- THE PROBLEM
In the entries below, find the line with "previous = (state, volume);" and the line with "assert!(produced < 2_000);"; give again those lines and every line between them, exactly.

----------

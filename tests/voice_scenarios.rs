use tracker_voice::{
    dsp::{oscillator::Oscillator, EnvelopeState},
    error::STATUS_TOO_SHORT,
    instrument::{
        ArpeggioTable, EnvelopeParams, InstrumentData, PcmSample, SequencerStep, VibratoParams,
        WavetableSource,
    },
    synth::{Context, ParamId, VoiceHandle},
    TICK_RATE_HZ,
};

/// At 50 Hz every rendered frame is exactly one tick.
const ONE_FRAME_PER_TICK: u32 = TICK_RATE_HZ as u32;

fn context_with(instrument: InstrumentData, sample_rate: u32) -> (Context, VoiceHandle) {
    let mut ctx = Context::new(sample_rate).unwrap();
    let voice = ctx.create_voice().unwrap();
    ctx.load_instrument(voice, &instrument.to_bytes()).unwrap();
    (ctx, voice)
}

fn render_ticks(ctx: &mut Context, voice: VoiceHandle, ticks: usize) -> Vec<f32> {
    let mut left = vec![0.0; ticks];
    let mut right = vec![0.0; ticks];
    ctx.render(voice, &mut left, &mut right);
    left
}

fn envelope_volume(ctx: &Context, voice: VoiceHandle) -> f32 {
    ctx.voice(voice).unwrap().envelope_volume()
}

#[test]
fn adsr_timeline() {
    let envelope = EnvelopeParams {
        attack_length: 4,
        attack_level: 64,
        decay_length: 8,
        decay_level: 32,
        sustain_level: 32,
        sustain_ticks: 0,
        release_length: 8,
    };
    let instrument = InstrumentData::wavetable(WavetableSource::new(16)).with_envelope(envelope);
    let (mut ctx, voice) = context_with(instrument, ONE_FRAME_PER_TICK);

    ctx.note_on(voice, 60, 127);
    render_ticks(&mut ctx, voice, 4);
    assert_eq!(envelope_volume(&ctx, voice), 64.0);

    render_ticks(&mut ctx, voice, 8);
    assert_eq!(envelope_volume(&ctx, voice), 32.0);
    assert_eq!(
        ctx.voice(voice).unwrap().envelope_state(),
        EnvelopeState::Sustain
    );

    ctx.note_off(voice);
    render_ticks(&mut ctx, voice, 7);
    assert!(ctx.voice(voice).unwrap().is_active());
    render_ticks(&mut ctx, voice, 1);
    assert_eq!(envelope_volume(&ctx, voice), 0.0);
    assert!(!ctx.voice(voice).unwrap().is_active());

    let tail = render_ticks(&mut ctx, voice, 32);
    assert!(tail.iter().all(|&s| s == 0.0));
}

#[test]
fn envelope_phases_are_monotonic_at_audio_rate() {
    let instrument = InstrumentData::wavetable(WavetableSource::new(16));
    let (mut ctx, voice) = context_with(instrument, 44_100);
    ctx.note_on(voice, 60, 127);

    let mut previous = (EnvelopeState::Attack, 0.0f32);
    for block in 0..200 {
        if block == 100 {
            ctx.note_off(voice);
            previous = (EnvelopeState::Release, envelope_volume(&ctx, voice));
        }
        render_ticks(&mut ctx, voice, 441);
        let state = ctx.voice(voice).unwrap().envelope_state();
        let volume = envelope_volume(&ctx, voice);
        if state == previous.0 {
            match state {
                EnvelopeState::Attack => assert!(volume >= previous.1),
                EnvelopeState::Decay | EnvelopeState::Release => assert!(volume <= previous.1),
                EnvelopeState::Sustain => assert_eq!(volume, previous.1),
                EnvelopeState::Off => assert_eq!(volume, 0.0),
            }
        }
        previous = (state, volume);
    }
    assert_eq!(previous.0, EnvelopeState::Off);
}

#[test]
fn pcm_loop_stays_inside_loop_region() {
    let sample = PcmSample::new((0..100).map(|i| i as i8).collect()).with_loop(10, 20);
    let (mut ctx, voice) = context_with(InstrumentData::pcm(sample), 44_100);
    ctx.note_on(voice, 60, 127);

    let mut wrapped = false;
    for _ in 0..2_000 {
        render_ticks(&mut ctx, voice, 7);
        let phase = ctx.voice(voice).unwrap().oscillator().phase();
        assert!(phase < 30.0, "phase {phase} escaped the loop");
        if wrapped {
            assert!(phase >= 10.0, "phase {phase} fell below loop start");
        }
        wrapped |= phase >= 10.0;
    }
    assert!(ctx.voice(voice).unwrap().is_active());
}

#[test]
fn one_shot_sample_ends_by_itself() {
    let (mut ctx, voice) = context_with(InstrumentData::pcm(PcmSample::new(vec![90; 2_000])), 44_100);
    ctx.note_on(voice, 60, 127);

    let mut left = vec![0.0; 4_096];
    let mut right = vec![0.0; 4_096];
    let produced = ctx.render(voice, &mut left, &mut right);
    assert!(produced < 2_000);
    assert!(!ctx.voice(voice).unwrap().is_active());
    assert!(left[produced..].iter().all(|&s| s == 0.0));
    assert!(left[..produced].iter().any(|&s| s != 0.0));
}

#[test]
fn short_one_shot_sounds_from_its_first_frame() {
    let (mut ctx, voice) = context_with(InstrumentData::pcm(PcmSample::new(vec![100; 800])), 44_100);
    ctx.note_on(voice, 48, 127);
    assert_eq!(envelope_volume(&ctx, voice), 64.0);

    let mut left = vec![0.0; 1_024];
    let mut right = vec![0.0; 1_024];
    let produced = ctx.render(voice, &mut left, &mut right);
    assert!((799..=801).contains(&produced), "produced {produced}");
    assert!(left[..produced].iter().all(|&s| s > 0.0));
    assert!(!ctx.voice(voice).unwrap().is_active());
}

#[test]
fn wave_zero_step_plays_with_its_transpose() {
    let source = WavetableSource::new(20).with_sequence(1, &[SequencerStep::new(0, 12)]);
    let (mut ctx, voice) = context_with(InstrumentData::wavetable(source), 44_100);
    let (mut plain, plain_voice) = context_with(InstrumentData::wavetable(WavetableSource::new(0)), 44_100);
    ctx.note_on(voice, 48, 127);
    plain.note_on(plain_voice, 60, 127);

    let osc = ctx.voice(voice).unwrap().oscillator();
    let Oscillator::Wavetable(table) = osc else {
        panic!("expected wavetable oscillator");
    };
    assert_eq!(table.wave(), 0);
    assert_eq!(
        osc.increment(),
        plain.voice(plain_voice).unwrap().oscillator().increment()
    );
}

#[test]
fn short_pcm_blob_leaves_voice_untouched() {
    let instrument = InstrumentData::wavetable(WavetableSource::new(16));
    let (mut ctx, voice) = context_with(instrument.clone(), 44_100);
    ctx.note_on(voice, 60, 127);
    render_ticks(&mut ctx, voice, 2_000);

    let err = ctx.load_instrument(voice, &[1, 64]).unwrap_err();
    assert_eq!(err.status_code(), STATUS_TOO_SHORT);

    let state = ctx.voice(voice).unwrap();
    assert_eq!(state.instrument(), Some(&instrument));
    assert!(state.is_active());
}

#[test]
fn arpeggio_cycles_every_four_ticks() {
    let instrument = InstrumentData::wavetable(WavetableSource::new(40))
        .with_arpeggio(ArpeggioTable::new(&[0, 12, 7, 0]));
    let (mut ctx, voice) = context_with(instrument.clone(), ONE_FRAME_PER_TICK);
    ctx.load_instrument_data(voice, instrument).unwrap();
    ctx.note_on(voice, 48, 127);

    let mut indices = Vec::new();
    for _ in 0..8 {
        render_ticks(&mut ctx, voice, 1);
        indices.push(ctx.voice(voice).unwrap().arpeggio_index());
    }
    assert_eq!(indices, vec![1, 2, 3, 0, 1, 2, 3, 0]);
}

#[test]
fn arpeggio_raises_pitch_by_an_octave() {
    let instrument = InstrumentData::wavetable(WavetableSource::new(40))
        .with_arpeggio(ArpeggioTable::new(&[0, 12]).with_speed(2));
    let (mut ctx, voice) = context_with(instrument.clone(), ONE_FRAME_PER_TICK);
    ctx.load_instrument_data(voice, instrument).unwrap();
    ctx.note_on(voice, 48, 127);

    let base = ctx.voice(voice).unwrap().oscillator().increment();
    render_ticks(&mut ctx, voice, 2);
    let raised = ctx.voice(voice).unwrap().oscillator().increment();
    assert!((raised / base - 2.0).abs() < 1e-4);
}

#[test]
fn zero_depth_vibrato_keeps_pitch_steady() {
    let instrument = InstrumentData::wavetable(WavetableSource::new(40)).with_vibrato(VibratoParams {
        delay: 0,
        speed: 5,
        depth: 0,
    });
    let (mut ctx, voice) = context_with(instrument, ONE_FRAME_PER_TICK);
    ctx.note_on(voice, 60, 127);

    let start = ctx.voice(voice).unwrap().oscillator().increment();
    for _ in 0..50 {
        render_ticks(&mut ctx, voice, 1);
        assert_eq!(ctx.voice(voice).unwrap().pitch_offset().cents, 0.0);
        assert_eq!(ctx.voice(voice).unwrap().oscillator().increment(), start);
    }
}

#[test]
fn vibrato_waits_for_its_delay() {
    let instrument = InstrumentData::wavetable(WavetableSource::new(40)).with_vibrato(VibratoParams {
        delay: 5,
        speed: 4,
        depth: 30,
    });
    let (mut ctx, voice) = context_with(instrument, ONE_FRAME_PER_TICK);
    ctx.note_on(voice, 60, 127);

    render_ticks(&mut ctx, voice, 5);
    assert_eq!(ctx.voice(voice).unwrap().pitch_offset().cents, 0.0);
    render_ticks(&mut ctx, voice, 1);
    assert!(ctx.voice(voice).unwrap().pitch_offset().cents > 0.0);
}

#[test]
fn wave_sequencer_switches_waves() {
    let source = WavetableSource::new(0).with_sequence(
        2,
        &[
            SequencerStep::new(16, 0),
            SequencerStep::new(32, 0),
            SequencerStep::new(40, 0),
        ],
    );
    let (mut ctx, voice) = context_with(InstrumentData::wavetable(source), ONE_FRAME_PER_TICK);
    ctx.note_on(voice, 60, 127);

    let mut waves = Vec::new();
    for _ in 0..4 {
        render_ticks(&mut ctx, voice, 2);
        match ctx.voice(voice).unwrap().oscillator() {
            Oscillator::Wavetable(osc) => waves.push(osc.wave()),
            Oscillator::Pcm(_) => panic!("expected wavetable oscillator"),
        }
    }
    assert_eq!(waves, vec![32, 40, 16, 32]);
}

#[test]
fn sustain_ticks_param_releases_without_note_off() {
    let instrument = InstrumentData::wavetable(WavetableSource::new(16));
    let (mut ctx, voice) = context_with(instrument, ONE_FRAME_PER_TICK);
    ctx.set_param(voice, ParamId::SustainTicks.id(), 10.0 / 255.0);
    ctx.note_on(voice, 60, 127);

    render_ticks(&mut ctx, voice, 12 + 10);
    assert_eq!(
        ctx.voice(voice).unwrap().envelope_state(),
        EnvelopeState::Release
    );
    render_ticks(&mut ctx, voice, 8);
    assert!(!ctx.voice(voice).unwrap().is_active());
}

#[test]
fn independent_contexts_do_not_interact() {
    let instrument = InstrumentData::wavetable(WavetableSource::new(40));
    let (mut a, voice_a) = context_with(instrument.clone(), 44_100);
    let (mut b, voice_b) = context_with(instrument, 44_100);

    a.note_on(voice_a, 60, 127);
    let out = render_ticks(&mut a, voice_a, 2_000);
    assert!(out.iter().any(|&s| s != 0.0));

    let silent = render_ticks(&mut b, voice_b, 2_000);
    assert!(silent.iter().all(|&s| s == 0.0));
}
//! Pitch modulation applied once per tick: vibrato, then arpeggio.

use super::{arpeggio::Arpeggio, vibrato::Vibrato};
use crate::instrument::{ArpeggioTable, VibratoParams};

/// Combined pitch offset handed to the oscillator.
#[derive(Debug, Clone, Copy, Default, PartialEq)]
pub struct PitchOffset {
    pub semitones: i8,
    pub cents: f32,
}

#[derive(Debug, Clone, Default)]
pub struct ModulationUnit {
    vibrato: Vibrato,
    arpeggio: Arpeggio,
    offset: PitchOffset,
}

impl ModulationUnit {
    pub fn new() -> Self {
        Self::default()
    }

    pub fn note_on(&mut self, vibrato: &VibratoParams, arpeggio: &ArpeggioTable) {
        self.vibrato.note_on(vibrato);
        self.arpeggio.note_on();
        self.offset = PitchOffset {
            semitones: self.arpeggio.offset(arpeggio),
            cents: 0.0,
        };
    }

    pub fn tick(&mut self, vibrato: &VibratoParams, arpeggio: &ArpeggioTable) -> PitchOffset {
        let cents = self.vibrato.tick(vibrato);
        let semitones = self.arpeggio.tick(arpeggio);
        self.offset = PitchOffset { semitones, cents };
        self.offset
    }

    pub fn offset(&self) -> PitchOffset {
        self.offset
    }

    pub fn arpeggio_index(&self) -> usize {
        self.arpeggio.index()
    }
}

----------

- SOLUTION
        previous = (state, volume);
    }
    assert_eq!(previous.0, EnvelopeState::Off);
}

#[test]
fn pcm_loop_stays_inside_loop_region() {
    let sample = PcmSample::new((0..100).map(|i| i as i8).collect()).with_loop(10, 20);
    let (mut ctx, voice) = context_with(InstrumentData::pcm(sample), 44_100);
    ctx.note_on(voice, 60, 127);

    let mut wrapped = false;
    for _ in 0..2_000 {
        render_ticks(&mut ctx, voice, 7);
        let phase = ctx.voice(voice).unwrap().oscillator().phase();
        assert!(phase < 30.0, "phase {phase} escaped the loop");
        if wrapped {
            assert!(phase >= 10.0, "phase {phase} fell below loop start");
        }
        wrapped |= phase >= 10.0;
    }
    assert!(ctx.voice(voice).unwrap().is_active());
}

#[test]
fn one_shot_sample_ends_by_itself() {
    let (mut ctx, voice) = context_with(InstrumentData::pcm(PcmSample::new(vec![90; 2_000])), 44_100);
    ctx.note_on(voice, 60, 127);

    let mut left = vec![0.0; 4_096];
    let mut right = vec![0.0; 4_096];
    let produced = ctx.render(voice, &mut left, &mut right);
    assert!(produced < 2_000);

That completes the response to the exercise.